History and location
The Flushing neighborhood of the borough of Queens in New York City, is one of the largest and fastest growing Taiwanese enclaves outside Asia. Main Street and the area to its west, particularly along Roosevelt Avenue, have become the primary nexus of Flushing's Taiwanese community. However, this community continues to expand southeastward along Kissena Boulevard and northward beyond Northern Boulevard. Taiwanese began the surge of immigration in the 1980s. Flushing originally started off as Little Taipei or Little Taiwan due to the large Taiwanese population.
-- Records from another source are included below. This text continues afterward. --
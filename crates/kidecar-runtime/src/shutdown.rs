//! Graceful shutdown with signal handling

use tokio::signal;
use tokio_util::sync::CancellationToken;
use tracing::{error, info};

/// Cancels a token when the process receives SIGINT or SIGTERM
#[derive(Debug, Clone)]
pub struct SignalHandler {
    token: CancellationToken,
}

impl SignalHandler {
    /// Create a new signal handler
    pub fn new(token: CancellationToken) -> Self {
        Self { token }
    }

    /// Token cancelled on shutdown
    pub fn token(&self) -> &CancellationToken {
        &self.token
    }

    /// Wait for a signal, then cancel the token
    ///
    /// Returns early without cancelling if the token is cancelled elsewhere.
    pub async fn run(self) {
        tokio::select! {
            received = wait_for_signal() => {
                match received {
                    Ok(name) => info!(signal = name, "Received shutdown signal"),
                    Err(e) => error!(error = %e, "Failed to listen for shutdown signals"),
                }
                self.token.cancel();
            }
            _ = self.token.cancelled() => {}
        }
    }
}

#[cfg(unix)]
async fn wait_for_signal() -> std::io::Result<&'static str> {
    use signal::unix::{signal, SignalKind};

    let mut sigterm = signal(SignalKind::terminate())?;
    let mut sigint = signal(SignalKind::interrupt())?;

    tokio::select! {
        _ = sigterm.recv() => Ok("SIGTERM"),
        _ = sigint.recv() => Ok("SIGINT"),
    }
}

#[cfg(not(unix))]
async fn wait_for_signal() -> std::io::Result<&'static str> {
    signal::ctrl_c().await?;
    Ok("Ctrl+C")
}
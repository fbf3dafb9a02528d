//! # Kidecar Runtime
//!
//! The plugin host that runs inside the kidecar sidecar container.
//!
//! ## Features
//!
//! - **Registry**: plugins are bound to their configuration entry and
//!   initialized before being registered
//! - **Lifecycle**: all plugins start concurrently; the first runtime error
//!   stops the host
//! - **Status polling**: each plugin is polled periodically and the latest
//!   status is cached
//! - **Liveness**: optional `/healthz` endpoint
//!
//! ## Example
//!
//! ```rust,no_run
//! use kidecar_plugin_api::Capabilities;
//! use kidecar_runtime::{SidecarHost, SignalHandler};
//! use kidecar_store::{KubeClusterClient, StorageFactory, StoreContext};
//! use std::sync::Arc;
//!
//! # async fn example() -> kidecar_runtime::Result<()> {
//! let ctx = StoreContext::new(Arc::new(KubeClusterClient::new()));
//! let caps = Capabilities::new(Arc::new(StorageFactory::new(ctx)));
//! let host = SidecarHost::load("/opt/kidecar/config.yaml", caps)?;
//!
//! // host.register(MyPlugin::default()).await?;
//!
//! tokio::spawn(SignalHandler::new(host.shutdown_token()).run());
//! let result = host.start().await;
//! host.stop_all().await?;
//! host.shutdown().await;
//! result
//! # }
//! ```

#![forbid(unsafe_code)]
#![warn(
    missing_docs,
    missing_debug_implementations,
    rust_2018_idioms,
    unreachable_pub
)]

pub mod error;
pub mod host;
mod registry;
pub mod server;
pub mod shutdown;

pub use error::{HostError, Result};
pub use host::SidecarHost;
pub use server::{healthz_router, HEALTHZ_BODY, HEALTHZ_PATH};
pub use shutdown::SignalHandler;

// Re-export plugin API types for convenience
pub use kidecar_plugin_api::{
    Capabilities, DynPlugin, Plugin, PluginContext, PluginError, PluginState, PluginStatus,
    TypedPlugin,
};

/// Host version
pub const VERSION: &str = env!("CARGO_PKG_VERSION");
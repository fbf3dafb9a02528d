//! Probe errors

use kidecar_store::StoreError;
use std::fmt;
use std::time::Duration;

/// Why a single probe failed
#[derive(Debug, thiserror::Error)]
pub enum ProbeError {
    /// Request could not be built
    #[error("invalid request: {0}")]
    InvalidRequest(String),

    /// Transport failure
    #[error("request failed: {0}")]
    Request(String),

    /// No response within the endpoint timeout
    #[error("request timed out after {0:?}")]
    Timeout(Duration),

    /// Response body could not be read
    #[error("failed to read response body: {0}")]
    Body(String),

    /// Endpoint answered with the wrong status
    #[error("unexpected status code: got {got}, expected {expected}, body: {body}")]
    UnexpectedStatus {
        /// Received status
        got: u16,
        /// Expected status
        expected: u16,
        /// Response body
        body: String,
    },

    /// Value could not be extracted from the body
    #[error("failed to extract data: {0}")]
    Extract(String),

    /// Result could not be stored
    #[error("failed to store data: {0}")]
    Store(#[from] StoreError),
}

impl ProbeError {
    /// Create a new extraction error
    pub fn extract(msg: impl fmt::Display) -> Self {
        Self::Extract(msg.to_string())
    }
}
//! # Kidecar Configuration
//!
//! Declarative sidecar configuration with support for:
//! - Multiple formats (YAML, TOML, JSON)
//! - Environment variable expansion (`${VAR}` and `${VAR:-default}`)
//! - Validation of plugin descriptors and lifecycle tags
//! - Binding of per-plugin config fragments into typed values

#![forbid(unsafe_code)]
#![warn(
    missing_docs,
    missing_debug_implementations,
    rust_2018_idioms,
    unreachable_pub
)]

pub mod binder;
pub mod error;
pub mod loader;
pub mod types;
pub mod validator;

pub use binder::bind;
pub use error::{BindError, ConfigError, Result};
pub use loader::{load_config, load_from_file, load_from_str};
pub use types::{
    HostSettings, PluginDescriptor, RestartPolicy, SidecarConfig, SidecarStartOrder,
    WebServerConfig,
};
pub use validator::validate_config;

use std::path::Path;

/// Load and validate a sidecar configuration file
pub fn load<P: AsRef<Path>>(path: P) -> Result<SidecarConfig> {
    load_config(path)
}

/// Configuration format
#[derive(Debug, Clone, Copy, PartialEq, Eq)]
pub enum ConfigFormat {
    /// YAML format
    Yaml,
    /// TOML format
    Toml,
    /// JSON format
    Json,
}

impl ConfigFormat {
    /// Detect format from file extension
    pub fn from_path(path: &Path) -> Result<Self> {
        let ext = path
            .extension()
            .and_then(|s| s.to_str())
            .ok_or_else(|| ConfigError::unsupported_format(path.display()))?;

        match ext {
            "yaml" | "yml" => Ok(ConfigFormat::Yaml),
            "toml" => Ok(ConfigFormat::Toml),
            "json" => Ok(ConfigFormat::Json),
            other => Err(ConfigError::unsupported_format(other)),
        }
    }
}

#[cfg(test)]
mod tests {
    use super::*;
    use std::path::PathBuf;

    #[test]
    fn test_detect_format_from_path() {
        assert_eq!(
            ConfigFormat::from_path(&PathBuf::from("/opt/kidecar/config.yaml")).unwrap(),
            ConfigFormat::Yaml
        );
        assert_eq!(
            ConfigFormat::from_path(&PathBuf::from("config.yml")).unwrap(),
            ConfigFormat::Yaml
        );
        assert_eq!(
            ConfigFormat::from_path(&PathBuf::from("config.toml")).unwrap(),
            ConfigFormat::Toml
        );
        assert_eq!(
            ConfigFormat::from_path(&PathBuf::from("config.json")).unwrap(),
            ConfigFormat::Json
        );
    }

    #[test]
    fn test_unsupported_format() {
        let result = ConfigFormat::from_path(&PathBuf::from("config.txt"));
        assert!(matches!(result, Err(ConfigError::UnsupportedFormat(_))));

        let result = ConfigFormat::from_path(&PathBuf::from("config"));
        assert!(result.is_err());
    }
}
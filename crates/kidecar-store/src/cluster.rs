//! Cluster API seam
//!
//! [`ClusterClient`] is the narrow set of calls the storage backends make
//! against the cluster. [`KubeClusterClient`] implements it with `kube`,
//! using a schema-less [`DynamicObject`] API for arbitrary resource kinds.

use crate::error::{Result, StoreError};
use async_trait::async_trait;
use k8s_openapi::api::core::v1::Pod;
use kube::api::{Api, ApiResource, DynamicObject, Patch, PatchParams};
use kube::Client;
use parking_lot::Mutex;
use serde_json::Value;
use std::env;
use std::fmt;
use std::time::{Duration, Instant};
use tokio::sync::OnceCell;
use tracing::debug;

/// Env var holding the current pod's namespace
pub const POD_NAMESPACE_ENV: &str = "POD_NAMESPACE";

/// Env var holding the current pod's name
pub const POD_NAME_ENV: &str = "POD_NAME";

/// Namespace and name of the pod the sidecar runs in
#[derive(Debug, Clone, PartialEq, Eq, Hash)]
pub struct PodIdentity {
    /// Pod namespace
    pub namespace: String,
    /// Pod name
    pub name: String,
}

impl PodIdentity {
    /// Create a new pod identity
    pub fn new(namespace: impl Into<String>, name: impl Into<String>) -> Self {
        Self {
            namespace: namespace.into(),
            name: name.into(),
        }
    }

    /// Read the identity from `POD_NAMESPACE` and `POD_NAME`
    pub fn from_env() -> Result<Self> {
        let namespace = env::var(POD_NAMESPACE_ENV).unwrap_or_default();
        let name = env::var(POD_NAME_ENV).unwrap_or_default();
        if namespace.is_empty() || name.is_empty() {
            return Err(StoreError::CurrentPod(format!(
                "{POD_NAMESPACE_ENV} and {POD_NAME_ENV} must both be set"
            )));
        }
        Ok(Self { namespace, name })
    }
}

impl fmt::Display for PodIdentity {
    fn fmt(&self, f: &mut fmt::Formatter<'_>) -> fmt::Result {
        write!(f, "{}/{}", self.namespace, self.name)
    }
}

/// Fully resolved coordinate of an object to patch
#[derive(Debug, Clone, PartialEq, Eq)]
pub struct ObjectRef {
    /// API group, empty for core
    pub group: String,
    /// API version
    pub version: String,
    /// Plural resource name
    pub resource: String,
    /// Namespace, empty for cluster-scoped objects
    pub namespace: String,
    /// Object name
    pub name: String,
}

impl ObjectRef {
    /// `group/version`, or just `version` for the core group
    pub fn api_version(&self) -> String {
        if self.group.is_empty() {
            self.version.clone()
        } else {
            format!("{}/{}", self.group, self.version)
        }
    }
}

impl fmt::Display for ObjectRef {
    fn fmt(&self, f: &mut fmt::Formatter<'_>) -> fmt::Result {
        write!(f, "{}/{}", self.api_version(), self.resource)?;
        if !self.namespace.is_empty() {
            write!(f, "/{}", self.namespace)?;
        }
        write!(f, "/{}", self.name)
    }
}

/// Cluster operations used by the storage backends
#[async_trait]
pub trait ClusterClient: Send + Sync + fmt::Debug {
    /// Fetch a pod
    async fn get_pod(&self, pod: &PodIdentity) -> Result<Pod>;

    /// Apply a strategic merge patch to a pod
    async fn patch_pod(&self, pod: &PodIdentity, patch: &Value) -> Result<()>;

    /// Apply a JSON Patch to any object
    async fn patch_object(&self, target: &ObjectRef, patch: &json_patch::Patch) -> Result<()>;

    /// Full API client for typed and schema-less access
    ///
    /// Clients that do not talk to a real API server return an error.
    async fn kube_client(&self) -> Result<Client> {
        Err(StoreError::kube("cluster client has no API connection"))
    }
}

/// [`ClusterClient`] backed by `kube`
///
/// The underlying client is created on first use from the in-cluster or
/// kubeconfig environment; a failed attempt is retried on the next call.
pub struct KubeClusterClient {
    client: OnceCell<Client>,
}

impl KubeClusterClient {
    /// Create a client that connects lazily
    pub fn new() -> Self {
        Self {
            client: OnceCell::new(),
        }
    }

    /// Wrap an existing client
    pub fn with_client(client: Client) -> Self {
        Self {
            client: OnceCell::new_with(Some(client)),
        }
    }

    async fn client(&self) -> Result<Client> {
        self.client
            .get_or_try_init(|| async {
                Client::try_default()
                    .await
                    .map_err(|e| StoreError::kube(format!("Failed to create K8s client: {e}")))
            })
            .await
            .cloned()
    }
}

impl Default for KubeClusterClient {
    fn default() -> Self {
        Self::new()
    }
}

impl fmt::Debug for KubeClusterClient {
    fn fmt(&self, f: &mut fmt::Formatter<'_>) -> fmt::Result {
        f.debug_struct("KubeClusterClient")
            .field("connected", &self.client.initialized())
            .finish()
    }
}

fn map_kube_error(context: impl fmt::Display, err: kube::Error) -> StoreError {
    match err {
        kube::Error::Api(response) if response.code == 409 => {
            StoreError::Conflict(format!("{context}: {}", response.message))
        }
        other => StoreError::kube(format!("{context}: {other}")),
    }
}

#[async_trait]
impl ClusterClient for KubeClusterClient {
    async fn kube_client(&self) -> Result<Client> {
        self.client().await
    }

    async fn get_pod(&self, pod: &PodIdentity) -> Result<Pod> {
        let pods: Api<Pod> = Api::namespaced(self.client().await?, &pod.namespace);
        pods.get(&pod.name)
            .await
            .map_err(|e| map_kube_error(format_args!("Failed to get pod {pod}"), e))
    }

    async fn patch_pod(&self, pod: &PodIdentity, patch: &Value) -> Result<()> {
        let pods: Api<Pod> = Api::namespaced(self.client().await?, &pod.namespace);
        pods.patch(&pod.name, &PatchParams::default(), &Patch::Strategic(patch))
            .await
            .map_err(|e| map_kube_error(format_args!("Failed to patch pod {pod}"), e))?;
        Ok(())
    }

    async fn patch_object(&self, target: &ObjectRef, patch: &json_patch::Patch) -> Result<()> {
        let resource = ApiResource {
            group: target.group.clone(),
            version: target.version.clone(),
            api_version: target.api_version(),
            kind: String::new(),
            plural: target.resource.clone(),
        };

        let client = self.client().await?;
        let api: Api<DynamicObject> = if target.namespace.is_empty() {
            Api::all_with(client, &resource)
        } else {
            Api::namespaced_with(client, &target.namespace, &resource)
        };

        api.patch(
            &target.name,
            &PatchParams::default(),
            &Patch::Json::<()>(patch.clone()),
        )
        .await
        .map_err(|e| map_kube_error(format_args!("Failed to patch {target}"), e))?;
        Ok(())
    }
}

/// Current pod object, refetched once older than the TTL
#[derive(Debug)]
pub(crate) struct CachedPod {
    ttl: Duration,
    entry: Mutex<Option<(Instant, Pod)>>,
}

impl CachedPod {
    pub(crate) fn new(ttl: Duration) -> Self {
        Self {
            ttl,
            entry: Mutex::new(None),
        }
    }

    pub(crate) async fn get(&self, client: &dyn ClusterClient, pod: &PodIdentity) -> Result<Pod> {
        let cached = {
            let entry = self.entry.lock();
            entry
                .as_ref()
                .filter(|(fetched_at, _)| fetched_at.elapsed() < self.ttl)
                .map(|(_, pod)| pod.clone())
        };
        if let Some(pod) = cached {
            return Ok(pod);
        }

        debug!(pod = %pod, "Fetching current pod");
        let fresh = client.get_pod(pod).await?;
        *self.entry.lock() = Some((Instant::now(), fresh.clone()));
        Ok(fresh)
    }
}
Due to the dominance at the time of working class Cantonese immigrants of Manhattan's Chinatown including its poor housing conditions, the more affluent Taiwanese population could not relate to them socioeconomically and settled in Flushing.

Later on, when other groups of non-Cantonese Chinese, mostly speaking Mandarin started arriving into New York City, like the Taiwanese, they could not relate to Manhattan's then dominant Cantonese Chinatown, as a result they mainly settled with Taiwanese to be around Mandarin Chinese speakers. Later, Flushing's Chinatown would become the main center of different Chinese regional groups and cultures in New York City. By 1990, Asians constituted 41% of the population of the core area of Flushing, with Chinese in turn representing 41% of the Asian population. However, ethnic Chinese, including Taiwanese, are constituting an increasingly dominant proportion of the Asian population as well as of the overall population in Flushing and its Chinatown. A 1986 estimate by the Flushing Chinese Business Association approximated 60,000 Chinese in Flushing alone. Mandarin Chinese, commonly spoken by Taiwanese, has becom the lingua franca in New York City's ethnic Chinese communities.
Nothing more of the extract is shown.